49.今夜はワインで(1)
遊園地から出ると、帰ろうとする天馬の腕を取り歩き出す。
「あの、もうこれで」
「何を言ってるの、大人のデートはこれからが本番よ!」
「でも、あの……」
天馬の頭の中には、今日一日のことを早くまとめてしまいたい、という思いが渦巻いていた。

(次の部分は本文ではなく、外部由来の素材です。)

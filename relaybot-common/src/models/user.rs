use chrono::{DateTime, Utc};
use serde::{Deserialize, Serialize};

/// A chat user as known to the bot. IDs are shared across platforms.
#[derive(Debug, Clone, Serialize, Deserialize, PartialEq)]
pub struct User {
    pub user_id: i64,
    /// Lowercase login name.
    pub name: String,
    pub first_seen: DateTime<Utc>,
}

impl User {
    pub fn new(user_id: i64, name: &str) -> Self {
        Self {
            user_id,
            name: name.to_lowercase(),
            first_seen: Utc::now(),
        }
    }
}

とはいえ、菜都芽には全く関係ない話で、どんどん天馬が引っ張られる形で歩き続ける。
大人のデートでありながら、そんな風情のかけらも感じられない。
駅までのバスに間に合い、見事駅に到着した頃には、天馬は菜都芽にうまく言い含められていた。
駅の周辺には、ムードのありそうな店が趣向を凝らして、客を招いている。
多種多様なイルミネーションが、恋人たちの心を躍らせる。
「あのお店がいいんじゃないかしら。恋人たちにはぴったりよ」
「いや、ちょっと。気遅れしませんか?」
「そう? きっと、実香も喜ぶと思うんだけど」
「そうでしょうか……。オレは、もう少しランクの低いところがいいんだけど」
「それって?」
「大衆的な居酒屋とかですね」
「それじゃ、単なる友達同士が飲みに来てるって感じでしょ。デートなんだから、ここは頑張りどころでしょ」
と言うことで、店の中に連れ込まれた。
店の中には、静かな音楽が流れ、スーツ姿の女性が隅のテーブルへと案内してくれる。
テーブルにつくとメニューが渡されるが、天馬には全く分からない。
「菜都芽さんと同じものでお願いします」
メニューをチラッと見ただけで、閉じてしまった。
「今後のために自分で決めたらいいのに」
「さすがに、ここに連れて来れるほどの財力はありませんから」
「このくらいの財力がなくちゃ、男として寂しいじゃない」
「まぁ、そうなんですが……」
そう言うと、鼻の頭をぽりぽりと掻いている。
菜都芽は注文を終えると、「実香はワインが好きなのよ。普段はビールだけどね」と言って笑った。
「そうですか、いつもビールだから、ビールが好きなんだと思っていました」
「じゃぁ、今度はワインのおいしいお店に連れて行ってあげたらいいわ」
「そうですね」
やはり、鼻の頭を掻いている。
天馬を見ていると、不思議な感覚に陥りそうになる。
それはまるで、人間ではなく、全く別の存在のような気がするのだ。
菜都芽はワイングラスを傾けながら、天馬に話を向けた。
「天馬は、実香のどこが好きなの?」
「そうですね……」
しばらくの間が空く。
無言の時間が流れるのだ。
それも、今日一日で分かってきた天馬の癖だ。
天馬という人は、真面目に答えようとすると、真剣に考えすぎて、ひとつの質問に対してかなり長く考えるようだ。
菜都芽のグラスが空になり、二杯目を注いだ時に天馬が口を開いた。
「いつも明るいところでしょうか」
これだけ長く考えていて、答えがそれだけと言うのも天馬らしい。